De hecho, el turismo no sólo no aparece dibujado en las cuentas. La ausencia del debate entorno a la política turística es ya un clásico en el Congreso de los Diputados, sobre todo si se le compara con el tiempo y medidas que sí se han dedicado a otros sectores económicos como el agrícola, el minero o el automovilístico.

En el fondo, la escasa atención presupuestaria al turismo responde a una anacrónica concepción del sector como una actividad que nace y se mantiene gracias a la iniciativa privada, que obtiene además amplia rentabilidad de sus inversiones. Pero la realidad es que la degradación de los espacios públicos es hoy uno de los grandes problemas de los destinos españoles, y corresponde al ámbito público su mantenimiento y mejora. Pero la inversión para la mejora de las infraestructuras en los espacios públicos cayó durante la crisis, y desde entonces no se ha invertido prácticamente en ellos.

¿Medio lleno o medio vacío?

El Estado tiende a entender que el sector turístico no necesita, precisamente por el dinamismo de la iniciativa privada, inversión pública salvo en promoción, que es donde concentra su mayor esfuerzo. Y considera que, en cualquier caso, las intervenciones en dotaciones, equipamientos y restantes infraestructuras son competencia fundamentalmente de los ayuntamientos turísticos. Pero éstos insisten en que no tienen fondos suficientes para cubrir esa creciente necesidad.

La novedad en este viejo debate es que estos municipios se están uniendo y han comenzado a plantear iniciativas para cambiar el estado de la cuestión. Y lejos de la satisfacción con que el Ejecutivo canario ha cerrado su acuerdo con el Gobierno de Mariano Rajoy para apoyar los Presupuestos Generales de 2017, ven el vaso presupuestario medio vacío y no medio lleno. Y no sólo porque el turismo apenas recibe inversión pública, sino porque el resto de las principales partidas con impacto en el sector tampoco reciben el impulso que deben (conectividad, transporte, obras hidráulicas...).
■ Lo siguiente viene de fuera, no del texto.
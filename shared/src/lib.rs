//! # Shared Racing Core
//!
//! Types and simulation code compiled into both the client and the server:
//! 2D math, car kinematics, oriented-bounding-box collision, the track grid,
//! checkpoint/lap tracking, and the wire protocol. Running the identical
//! simulation on both ends is what makes client-side prediction line up with
//! the server's broadcasts.

pub mod car;
pub mod checkpoint;
pub mod collision;
pub mod math;
pub mod protocol;
pub mod track;

pub use car::{
    crash_slower, Car, ACCELERATION_RATE, CAR_LENGTH, CAR_WIDTH, DECELERATION_RATE, DRIFT_FACTOR,
    MAX_SPEED, MIN_SPEED, TURN_ANIMATION_SPEED, TURN_RATE,
};
pub use checkpoint::{CheckpointTracker, CHECKPOINT_RADIUS};
pub use collision::{closing_speed, detect, resolve, CRASH_CLOSING_SPEED, RESTITUTION};
pub use math::{normalize_angle, Vector2};
pub use protocol::{
    decode, encode, CarSnapshot, ClientMessage, PlayerInfo, RaceResult, ServerMessage,
};
pub use track::{
    Terrain, TileKind, TrackMap, DEFAULT_TRACK_SEED, TILE_SIZE, TRACK_HEIGHT, TRACK_ROOMS,
    TRACK_WIDTH,
};
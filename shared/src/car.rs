//! Car kinematics shared between client prediction and server simulation.

use crate::math::{normalize_angle, Vector2};
use serde::{Deserialize, Serialize};

pub const MAX_SPEED: f32 = 400.0;
pub const MIN_SPEED: f32 = 0.0;
pub const ACCELERATION_RATE: f32 = 250.0;
pub const DECELERATION_RATE: f32 = 350.0;
pub const TURN_RATE: f32 = 3.0;
/// Exponential smoothing factor pulling the rendered heading toward the
/// true heading.
pub const TURN_ANIMATION_SPEED: f32 = 8.0;
/// Blend between rendered and true heading while sliding.
pub const DRIFT_FACTOR: f32 = 0.4;
pub const CAR_WIDTH: f32 = 32.0;
pub const CAR_LENGTH: f32 = 64.0;

/// Per-player kinematic state.
///
/// Speed stays clamped to `[MIN_SPEED, MAX_SPEED]` scaled by the terrain
/// modifier of the cell the car sits on. `visual_direction` lags `direction`
/// so turns read as a slide instead of a snap.
#[derive(Debug, Clone, Serialize, Deserialize)]
pub struct Car {
    pub id: u32,
    pub name: String,
    pub position: Vector2,
    pub speed: f32,
    pub direction: f32,
    pub visual_direction: f32,
    pub turn_input: f32,
    pub is_drifting: bool,
    pub is_alive: bool,
    pub size_modifier: f32,
    pub terrain_modifier: f32,
}

impl Car {
    pub fn new(id: u32, name: &str, position: Vector2, direction: f32) -> Self {
        Car {
            id,
            name: name.to_string(),
            position,
            speed: 0.0,
            direction,
            visual_direction: direction,
            turn_input: 0.0,
            is_drifting: false,
            is_alive: true,
            size_modifier: 1.0,
            terrain_modifier: 1.0,
        }
    }

    /// Top speed on the current terrain.
    pub fn effective_max_speed(&self) -> f32 {
        MAX_SPEED * self.terrain_modifier
    }

    /// Moves speed toward the terrain-scaled top speed. No-op on a dead car.
    pub fn accelerate(&mut self, dt: f32) {
        if !self.is_alive {
            return;
        }
        let max = self.effective_max_speed();
        self.speed = (self.speed + ACCELERATION_RATE * self.terrain_modifier * dt).clamp(MIN_SPEED, max);
    }

    /// Moves speed toward `MIN_SPEED`. No-op on a dead car.
    pub fn decelerate(&mut self, dt: f32) {
        if !self.is_alive {
            return;
        }
        self.speed = (self.speed - DECELERATION_RATE * dt).max(MIN_SPEED);
    }

    /// Sets the steering intent, clamped to [-1, 1].
    pub fn start_turn(&mut self, direction: f32) {
        self.turn_input = direction.clamp(-1.0, 1.0);
    }

    pub fn stop_turn(&mut self) {
        self.turn_input = 0.0;
    }

    /// Advances the car one tick.
    ///
    /// Turn rate scales with speed, the rendered heading chases the true
    /// heading, and while drifting the movement heading is a blend of the two
    /// so the car slides through corners.
    pub fn update(&mut self, dt: f32) {
        if !self.is_alive {
            return;
        }

        // Terrain can lower the ceiling under the car mid-corner
        self.speed = self.speed.clamp(MIN_SPEED, self.effective_max_speed());

        if self.speed > 0.0 && self.turn_input != 0.0 {
            self.direction += self.turn_input * TURN_RATE * dt * (self.speed / MAX_SPEED);
        }
        self.direction = normalize_angle(self.direction);

        let smoothing = (TURN_ANIMATION_SPEED * dt).min(1.0);
        let lag = normalize_angle(self.direction - self.visual_direction);
        self.visual_direction = normalize_angle(self.visual_direction + lag * smoothing);

        self.is_drifting = self.speed > MAX_SPEED * 0.5 && self.turn_input.abs() > 0.5;

        let heading = if self.is_drifting {
            let slide = normalize_angle(self.visual_direction - self.direction);
            normalize_angle(self.direction + slide * DRIFT_FACTOR)
        } else {
            self.direction
        };

        let step = Vector2::from_angle(heading).scale(self.speed * dt);
        self.position = self.position.add(&step);
    }

    /// Kills the car and zeroes its speed. Idempotent.
    pub fn crash(&mut self) {
        if !self.is_alive {
            return;
        }
        self.is_alive = false;
        self.speed = 0.0;
    }

    /// Current velocity as a vector along the true heading.
    pub fn velocity(&self) -> Vector2 {
        Vector2::from_angle(self.direction).scale(self.speed)
    }

    /// Writes a velocity vector back as (speed, direction). The heading is
    /// left untouched when the vector is too small to carry one.
    pub fn set_velocity(&mut self, velocity: Vector2) {
        let magnitude = velocity.magnitude();
        self.speed = magnitude.clamp(MIN_SPEED, MAX_SPEED);
        if magnitude > 1e-4 {
            self.direction = normalize_angle(velocity.angle());
        }
    }
}

/// Crashes the slower of the two cars. Ties go to the second car so exactly
/// one car always crashes. Cars are told apart by id, never by name.
pub fn crash_slower(a: &mut Car, b: &mut Car) {
    if a.id == b.id {
        return;
    }
    if a.speed < b.speed {
        a.crash();
    } else {
        b.crash();
    }
}
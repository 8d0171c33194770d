//! Room and player registry.
//!
//! One task owns every room, player and race; the transport feeds it
//! `NetworkEvent`s and a tick interval drives the simulations. Requests
//! that cannot be honored answer with an error message on the requesting
//! connection and leave all state untouched.

use crate::network::NetworkEvent;
use crate::race::Race;
use log::{debug, info, warn};
use shared::protocol::{ClientMessage, PlayerInfo, ServerMessage};
use std::collections::HashMap;
use tokio::sync::mpsc;
use tokio::time::{interval, Duration, Instant, MissedTickBehavior};

pub const EVENT_CAPACITY: usize = 1024;
/// Delta time cap, matching a 20 Hz floor
const MAX_DELTA_TIME: f32 = 1.0 / 20.0;

struct Connection {
    outbound: mpsc::Sender<ServerMessage>,
    player_id: Option<u32>,
    player_name: String,
    room: Option<String>,
}

struct Room {
    /// Player ids in join order.
    members: Vec<u32>,
    race: Option<Race>,
}

#[derive(Default)]
pub struct RoomManager {
    connections: HashMap<u64, Connection>,
    player_conns: HashMap<u32, u64>,
    rooms: HashMap<String, Room>,
    next_player_id: u32,
}
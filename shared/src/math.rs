use serde::{Deserialize, Serialize};

///Represents a vector in 2D space.
#[derive(Debug, Clone, Copy, PartialEq, Serialize, Deserialize, Default)]
pub struct Vector2 {
    ///Value along the x-axis.
    /// Positive direction is to the right.
    pub x: f32,
    ///Value along the y-axis.
    /// Positive direction is up.
    pub y: f32,
}

impl Vector2 {
    pub fn new(x: f32, y: f32) -> Vector2 {
        Vector2 { x, y }
    }

    ///Returns the unit vector pointing along the given angle in radians.
    pub fn from_angle(angle: f32) -> Vector2 {
        Vector2 {
            x: angle.cos(),
            y: angle.sin(),
        }
    }

    ///Returns the magnitude of the vector.
    pub fn magnitude(&self) -> f32 {
        (self.x * self.x + self.y * self.y).sqrt()
    }

    ///Returns the normalized vector.
    pub fn normalize(&self) -> Vector2 {
        let mag = self.magnitude();
        if mag == 0.0 {
            Vector2 { x: 0.0, y: 0.0 }
        } else {
            Vector2 {
                x: self.x / mag,
                y: self.y / mag,
            }
        }
    }

    ///Returns the scaled vector.
    pub fn scale(&self, scalar: f32) -> Vector2 {
        Vector2 {
            x: self.x * scalar,
            y: self.y * scalar,
        }
    }

    ///Returns the sum of two vectors.
    pub fn add(&self, other: &Vector2) -> Vector2 {
        Vector2 {
            x: self.x + other.x,
            y: self.y + other.y,
        }
    }

    ///Returns the difference of two vectors.
    pub fn sub(&self, other: &Vector2) -> Vector2 {
        Vector2 {
            x: self.x - other.x,
            y: self.y - other.y,
        }
    }

    ///Returns the dot product of two vectors.
    pub fn dot(&self, other: &Vector2) -> f32 {
        self.x * other.x + self.y * other.y
    }

    ///Returns the angle of the vector in radians.
    pub fn angle(&self) -> f32 {
        self.y.atan2(self.x)
    }

    ///Returns the distance to another vector interpreted as a point.
    pub fn distance_to(&self, other: &Vector2) -> f32 {
        other.sub(self).magnitude()
    }
}

/// Wraps an angle into (-PI, PI] so repeated turning never accumulates
/// an unbounded value.
pub fn normalize_angle(angle: f32) -> f32 {
    let mut a = angle % (2.0 * std::f32::consts::PI);
    if a > std::f32::consts::PI {
        a -= 2.0 * std::f32::consts::PI;
    } else if a <= -std::f32::consts::PI {
        a += 2.0 * std::f32::consts::PI;
    }
    a
}
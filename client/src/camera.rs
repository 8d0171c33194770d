//! Follow camera: smoothed world-position tracking and the world-to-screen
//! transform consumed by the rendering layer.

use shared::Vector2;

/// Exponential smoothing factor pulling the camera toward its target.
pub const CAMERA_SMOOTHING: f32 = 5.0;

#[derive(Debug, Clone)]
pub struct Camera {
    pub position: Vector2,
    pub viewport_width: f32,
    pub viewport_height: f32,
}

impl Camera {
    pub fn new(viewport_width: f32, viewport_height: f32) -> Self {
        Camera {
            position: Vector2::default(),
            viewport_width,
            viewport_height,
        }
    }

    /// Moves the camera toward `target` with exponential smoothing. Runs once
    /// per simulation tick, after the followed car has moved.
    pub fn follow(&mut self, target: &Vector2, dt: f32) {
        let factor = (CAMERA_SMOOTHING * dt).min(1.0);
        let delta = target.sub(&self.position);
        self.position = self.position.add(&delta.scale(factor));
    }

    /// Snaps straight to the target, for spawns and teleports.
    pub fn snap_to(&mut self, target: &Vector2) {
        self.position = *target;
    }

    /// Maps a world position into screen space with the camera centered in
    /// the viewport. Screen y grows downward.
    pub fn world_to_screen(&self, world: &Vector2) -> Vector2 {
        Vector2::new(
            world.x - self.position.x + self.viewport_width / 2.0,
            self.viewport_height / 2.0 - (world.y - self.position.y),
        )
    }
}

#[cfg(test)]
mod tests {
    use super::*;
    use assert_approx_eq::assert_approx_eq;

    #[test]
    fn test_follow_converges_to_target() {
        let mut camera = Camera::new(800.0, 600.0);
        let target = Vector2::new(500.0, 300.0);

        let mut last_distance = camera.position.distance_to(&target);
        for _ in 0..300 {
            camera.follow(&target, 1.0 / 60.0);
            let distance = camera.position.distance_to(&target);
            assert!(distance <= last_distance);
            last_distance = distance;
        }
        assert!(last_distance < 1.0);
    }

    #[test]
    fn test_follow_is_gradual() {
        let mut camera = Camera::new(800.0, 600.0);
        camera.follow(&Vector2::new(100.0, 0.0), 1.0 / 60.0);
        assert!(camera.position.x > 0.0);
        assert!(camera.position.x < 100.0);
    }

    #[test]
    fn test_world_to_screen_centers_camera() {
        let mut camera = Camera::new(800.0, 600.0);
        camera.snap_to(&Vector2::new(1000.0, 2000.0));

        let center = camera.world_to_screen(&Vector2::new(1000.0, 2000.0));
        assert_approx_eq!(center.x, 400.0);
        assert_approx_eq!(center.y, 300.0);

        // World up maps to screen up (smaller y)
        let above = camera.world_to_screen(&Vector2::new(1000.0, 2100.0));
        assert_approx_eq!(above.y, 200.0);
    }
}
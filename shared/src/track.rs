//! Track grid: terrain classification, tile variants and procedural layout.

use crate::math::Vector2;
use log::debug;
use rand::rngs::StdRng;
use rand::{Rng, SeedableRng};
use serde::{Deserialize, Serialize};

/// World size of one grid cell.
pub const TILE_SIZE: f32 = 64.0;

/// Both ends derive the race track from this seed when a game starts; the
/// protocol itself never carries map data.
pub const DEFAULT_TRACK_SEED: u64 = 0x5EED_CA55;

/// Generation parameters for the race track. Client and server must feed
/// `generate_seeded` the same values or their maps desync.
pub const TRACK_WIDTH: usize = 32;
pub const TRACK_HEIGHT: usize = 32;
pub const TRACK_ROOMS: usize = 6;

const MIN_ROOM_SIZE: usize = 2;
const MAX_ROOM_SIZE: usize = 4;

/// Terrain classification of a single cell.
#[derive(Debug, Clone, Copy, PartialEq, Eq, Serialize, Deserialize)]
pub enum Terrain {
    Road,
    Grass,
    Abyss,
}

impl Terrain {
    /// Fraction of top speed available on this terrain.
    pub fn speed_modifier(&self) -> f32 {
        match self {
            Terrain::Road => 1.0,
            Terrain::Grass => 0.2,
            Terrain::Abyss => 0.0,
        }
    }
}

/// Sprite-selection variant of a road cell, derived from which of the four
/// neighbors are also road. Closed set; the renderer maps these to tiles.
#[derive(Debug, Clone, Copy, PartialEq, Eq)]
pub enum TileKind {
    Isolated,
    StubTop,
    StubBottom,
    StubLeft,
    StubRight,
    Vertical,
    Horizontal,
    CornerTopLeft,
    CornerTopRight,
    CornerBottomLeft,
    CornerBottomRight,
    TeeLeft,
    TeeRight,
    TeeTop,
    TeeBottom,
    Cross,
}

const MASK_TOP: u8 = 1;
const MASK_BOTTOM: u8 = 2;
const MASK_LEFT: u8 = 4;
const MASK_RIGHT: u8 = 8;

impl TileKind {
    /// Maps a 4-bit neighbor mask (top, bottom, left, right) to its variant.
    pub fn from_mask(mask: u8) -> TileKind {
        match mask & 0x0F {
            0 => TileKind::Isolated,
            1 => TileKind::StubTop,
            2 => TileKind::StubBottom,
            4 => TileKind::StubLeft,
            8 => TileKind::StubRight,
            3 => TileKind::Vertical,
            12 => TileKind::Horizontal,
            5 => TileKind::CornerTopLeft,
            9 => TileKind::CornerTopRight,
            6 => TileKind::CornerBottomLeft,
            10 => TileKind::CornerBottomRight,
            7 => TileKind::TeeLeft,
            11 => TileKind::TeeRight,
            13 => TileKind::TeeTop,
            14 => TileKind::TeeBottom,
            _ => TileKind::Cross,
        }
    }
}

/// Immutable grid of terrain cells. Dimensions are fixed at generation and
/// every cell has exactly one classification.
#[derive(Debug, Clone)]
pub struct TrackMap {
    width: usize,
    height: usize,
    cells: Vec<Terrain>,
    /// Spawn and finish cell, center of the first room.
    finish_cell: (usize, usize),
    /// Ordered checkpoint positions (world coordinates), one lap around.
    route: Vec<Vector2>,
}

impl TrackMap {
    /// Generates a track from an OS-random seed.
    pub fn generate(width: usize, height: usize, room_count: usize) -> TrackMap {
        Self::generate_seeded(width, height, room_count, rand::thread_rng().gen())
    }

    /// Generates a fully connected road circuit with no dead ends: rooms are
    /// carved first, then consecutive room centers (last back to first) are
    /// joined by L-shaped corridors.
    pub fn generate_seeded(width: usize, height: usize, room_count: usize, seed: u64) -> TrackMap {
        let mut rng = StdRng::seed_from_u64(seed);
        let mut cells = vec![Terrain::Grass; width * height];

        // Abyss ring around the playable area
        for x in 0..width {
            cells[x] = Terrain::Abyss;
            cells[(height - 1) * width + x] = Terrain::Abyss;
        }
        for y in 0..height {
            cells[y * width] = Terrain::Abyss;
            cells[y * width + width - 1] = Terrain::Abyss;
        }

        // Carve rooms, remembering their centers as the checkpoint route
        let mut centers: Vec<(usize, usize)> = Vec::with_capacity(room_count);
        for _ in 0..room_count.max(1) {
            let room_w = rng.gen_range(MIN_ROOM_SIZE..=MAX_ROOM_SIZE);
            let room_h = rng.gen_range(MIN_ROOM_SIZE..=MAX_ROOM_SIZE);
            let x0 = rng.gen_range(2..width.saturating_sub(room_w + 2).max(3));
            let y0 = rng.gen_range(2..height.saturating_sub(room_h + 2).max(3));

            for y in y0..y0 + room_h {
                for x in x0..x0 + room_w {
                    cells[y * width + x] = Terrain::Road;
                }
            }
            centers.push((x0 + room_w / 2, y0 + room_h / 2));
        }

        // Connect centers into a closed circuit
        for i in 0..centers.len() {
            let from = centers[i];
            let to = centers[(i + 1) % centers.len()];
            Self::carve_corridor(&mut cells, width, from, to);
        }

        let route = centers
            .iter()
            .map(|&(x, y)| Self::cell_center(x, y))
            .collect();

        debug!(
            "Generated {}x{} track with {} rooms (seed {})",
            width,
            height,
            centers.len(),
            seed
        );

        TrackMap {
            width,
            height,
            cells,
            finish_cell: centers[0],
            route,
        }
    }

    fn carve_corridor(cells: &mut [Terrain], width: usize, from: (usize, usize), to: (usize, usize)) {
        let (x0, y0) = from;
        let (x1, y1) = to;

        for x in x0.min(x1)..=x0.max(x1) {
            cells[y0 * width + x] = Terrain::Road;
        }
        for y in y0.min(y1)..=y0.max(y1) {
            cells[y * width + x1] = Terrain::Road;
        }
    }

    fn cell_center(x: usize, y: usize) -> Vector2 {
        Vector2::new(
            x as f32 * TILE_SIZE + TILE_SIZE / 2.0,
            y as f32 * TILE_SIZE + TILE_SIZE / 2.0,
        )
    }

    pub fn width(&self) -> usize {
        self.width
    }

    pub fn height(&self) -> usize {
        self.height
    }

    /// Terrain at a cell; anywhere off the grid counts as abyss.
    pub fn terrain_at(&self, x: i32, y: i32) -> Terrain {
        if x < 0 || y < 0 || x as usize >= self.width || y as usize >= self.height {
            return Terrain::Abyss;
        }
        self.cells[y as usize * self.width + x as usize]
    }

    /// Whether a car can occupy the cell at all.
    pub fn is_movable(&self, x: i32, y: i32) -> bool {
        self.terrain_at(x, y) != Terrain::Abyss
    }

    /// Speed modifier for a world-space position.
    pub fn speed_modifier_at(&self, position: &Vector2) -> f32 {
        let x = (position.x / TILE_SIZE).floor() as i32;
        let y = (position.y / TILE_SIZE).floor() as i32;
        self.terrain_at(x, y).speed_modifier()
    }

    /// 4-bit road-neighbor mask for a cell (top, bottom, left, right).
    /// Top is the cell above in world space (y + 1).
    pub fn tile_mask(&self, x: i32, y: i32) -> u8 {
        let mut mask = 0;
        if self.terrain_at(x, y + 1) == Terrain::Road {
            mask |= MASK_TOP;
        }
        if self.terrain_at(x, y - 1) == Terrain::Road {
            mask |= MASK_BOTTOM;
        }
        if self.terrain_at(x - 1, y) == Terrain::Road {
            mask |= MASK_LEFT;
        }
        if self.terrain_at(x + 1, y) == Terrain::Road {
            mask |= MASK_RIGHT;
        }
        mask
    }

    /// Tile variant for a road cell, `None` elsewhere.
    pub fn tile_at(&self, x: i32, y: i32) -> Option<TileKind> {
        if self.terrain_at(x, y) != Terrain::Road {
            return None;
        }
        Some(TileKind::from_mask(self.tile_mask(x, y)))
    }

    pub fn finish_cell(&self) -> (usize, usize) {
        self.finish_cell
    }

    /// World position of the spawn/finish cell center.
    pub fn finish_cell_pos(&self) -> Vector2 {
        Self::cell_center(self.finish_cell.0, self.finish_cell.1)
    }

    /// Checkpoint route, one waypoint per room in circuit order.
    pub fn route(&self) -> &[Vector2] {
        &self.route
    }
}

#[cfg(test)]
mod tests {
    use super::*;
    use std::collections::VecDeque;

    fn road_cells(map: &TrackMap) -> Vec<(i32, i32)> {
        let mut cells = Vec::new();
        for y in 0..map.height() as i32 {
            for x in 0..map.width() as i32 {
                if map.terrain_at(x, y) == Terrain::Road {
                    cells.push((x, y));
                }
            }
        }
        cells
    }

    #[test]
    fn test_dimensions_fixed() {
        let map = TrackMap::generate_seeded(40, 30, 6, 1);
        assert_eq!(map.width(), 40);
        assert_eq!(map.height(), 30);
    }

    #[test]
    fn test_every_cell_classified() {
        let map = TrackMap::generate_seeded(32, 32, 5, 2);
        for y in 0..32 {
            for x in 0..32 {
                // terrain_at never fails in-bounds; classification is total
                let _ = map.terrain_at(x, y).speed_modifier();
            }
        }
    }

    #[test]
    fn test_out_of_bounds_is_abyss() {
        let map = TrackMap::generate_seeded(32, 32, 5, 3);
        assert_eq!(map.terrain_at(-1, 0), Terrain::Abyss);
        assert_eq!(map.terrain_at(0, 32), Terrain::Abyss);
        assert!(!map.is_movable(-5, -5));
    }

    #[test]
    fn test_road_network_fully_connected() {
        for seed in [1, 7, 42, 1234] {
            let map = TrackMap::generate_seeded(48, 48, 8, seed);
            let roads = road_cells(&map);
            assert!(!roads.is_empty());

            let start = map.finish_cell();
            let start = (start.0 as i32, start.1 as i32);
            assert_eq!(map.terrain_at(start.0, start.1), Terrain::Road);

            let mut visited = std::collections::HashSet::new();
            let mut queue = VecDeque::new();
            visited.insert(start);
            queue.push_back(start);
            while let Some((x, y)) = queue.pop_front() {
                for (nx, ny) in [(x, y + 1), (x, y - 1), (x - 1, y), (x + 1, y)] {
                    if map.terrain_at(nx, ny) == Terrain::Road && visited.insert((nx, ny)) {
                        queue.push_back((nx, ny));
                    }
                }
            }

            assert_eq!(visited.len(), roads.len(), "seed {} disconnected", seed);
        }
    }

    #[test]
    fn test_no_dead_ends() {
        for seed in [1, 7, 42, 1234] {
            let map = TrackMap::generate_seeded(48, 48, 8, seed);
            for (x, y) in road_cells(&map) {
                let neighbors = [(x, y + 1), (x, y - 1), (x - 1, y), (x + 1, y)]
                    .iter()
                    .filter(|&&(nx, ny)| map.terrain_at(nx, ny) == Terrain::Road)
                    .count();
                assert!(
                    neighbors >= 2,
                    "seed {}: dead end at ({}, {})",
                    seed,
                    x,
                    y
                );
            }
        }
    }

    #[test]
    fn test_generation_deterministic_for_seed() {
        let a = TrackMap::generate_seeded(32, 32, 6, 99);
        let b = TrackMap::generate_seeded(32, 32, 6, 99);
        assert_eq!(a.finish_cell(), b.finish_cell());
        for y in 0..32 {
            for x in 0..32 {
                assert_eq!(a.terrain_at(x, y), b.terrain_at(x, y));
            }
        }
    }

    #[test]
    fn test_tile_mask_matches_neighbors() {
        let map = TrackMap::generate_seeded(32, 32, 6, 5);
        for (x, y) in road_cells(&map) {
            let mask = map.tile_mask(x, y);
            assert_eq!(mask & MASK_TOP != 0, map.terrain_at(x, y + 1) == Terrain::Road);
            assert_eq!(mask & MASK_RIGHT != 0, map.terrain_at(x + 1, y) == Terrain::Road);

            let kind = map.tile_at(x, y).expect("road cell has a tile");
            // No dead ends means no stub or isolated tiles either
            assert!(!matches!(
                kind,
                TileKind::Isolated
                    | TileKind::StubTop
                    | TileKind::StubBottom
                    | TileKind::StubLeft
                    | TileKind::StubRight
            ));
        }
    }

    #[test]
    fn test_tile_kind_from_mask_is_total() {
        for mask in 0..16u8 {
            let _ = TileKind::from_mask(mask);
        }
        assert_eq!(TileKind::from_mask(MASK_TOP | MASK_BOTTOM), TileKind::Vertical);
        assert_eq!(TileKind::from_mask(MASK_LEFT | MASK_RIGHT), TileKind::Horizontal);
        assert_eq!(TileKind::from_mask(0x0F), TileKind::Cross);
    }

    #[test]
    fn test_speed_modifier_lookup() {
        let map = TrackMap::generate_seeded(32, 32, 6, 11);
        let finish = map.finish_cell_pos();
        assert_eq!(map.speed_modifier_at(&finish), 1.0);

        let off_world = Vector2::new(-500.0, -500.0);
        assert_eq!(map.speed_modifier_at(&off_world), 0.0);
    }

    #[test]
    fn test_route_follows_rooms() {
        let map = TrackMap::generate_seeded(32, 32, 6, 13);
        assert_eq!(map.route().len(), 6);
        assert_eq!(map.route()[0], map.finish_cell_pos());
        for waypoint in map.route() {
            assert_eq!(map.speed_modifier_at(waypoint), 1.0);
        }
    }
}
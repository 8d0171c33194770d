//! Game client: websocket gateway, room session tracking and a locally
//! predicted race simulation reconciled against server snapshots.

pub mod camera;
pub mod game;
pub mod gateway;
pub mod input;
pub mod session;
De ahí que aspiren a que, tras el debate a la totalidad de los presupuestos que tendrá lugar la primera semana de mayo, la foto final de los Presupuestos del Estado para 2017 mejore las inversiones turísticas. Y que, del mismo, la inmediata negociación del siguiente ejercicio presupuestario dote, sobre todo al Plan de Infraestructuras, con las partidas comprometidas.

El plazo de presentación de enmiendas parciales ofrece, de hecho, una oportunidad para mejorar la ficha financiera para Canarias. Una región que se ha convertido en el centro de las miradas de todo el país en estos presupuestos por dos razones: por ser la comunidad autónoma más favorecida en los presupuestos en trámite y porque depender su aprobación del disputado voto del diputado 176, de Nueva Canarias.

Lo que no ha destacado la prensa nacional, ni las comunidades autónomas en sus respectivas quejas, es que las Islas siguen a la cola de la inversión per cápita. Y que, representando Canarias el 4,5% de la población española, durante el periodo de crisis recibió tan sólo el 2,1% de media. Es decir, acumulando durante estos años un déficit de unos 300 millones de euros al año en inversión pública, es decir, 2.400 millones menos de lo que debió recibir en todo el periodo. Otro triste récord "histórico" que acumula el Archipiélago.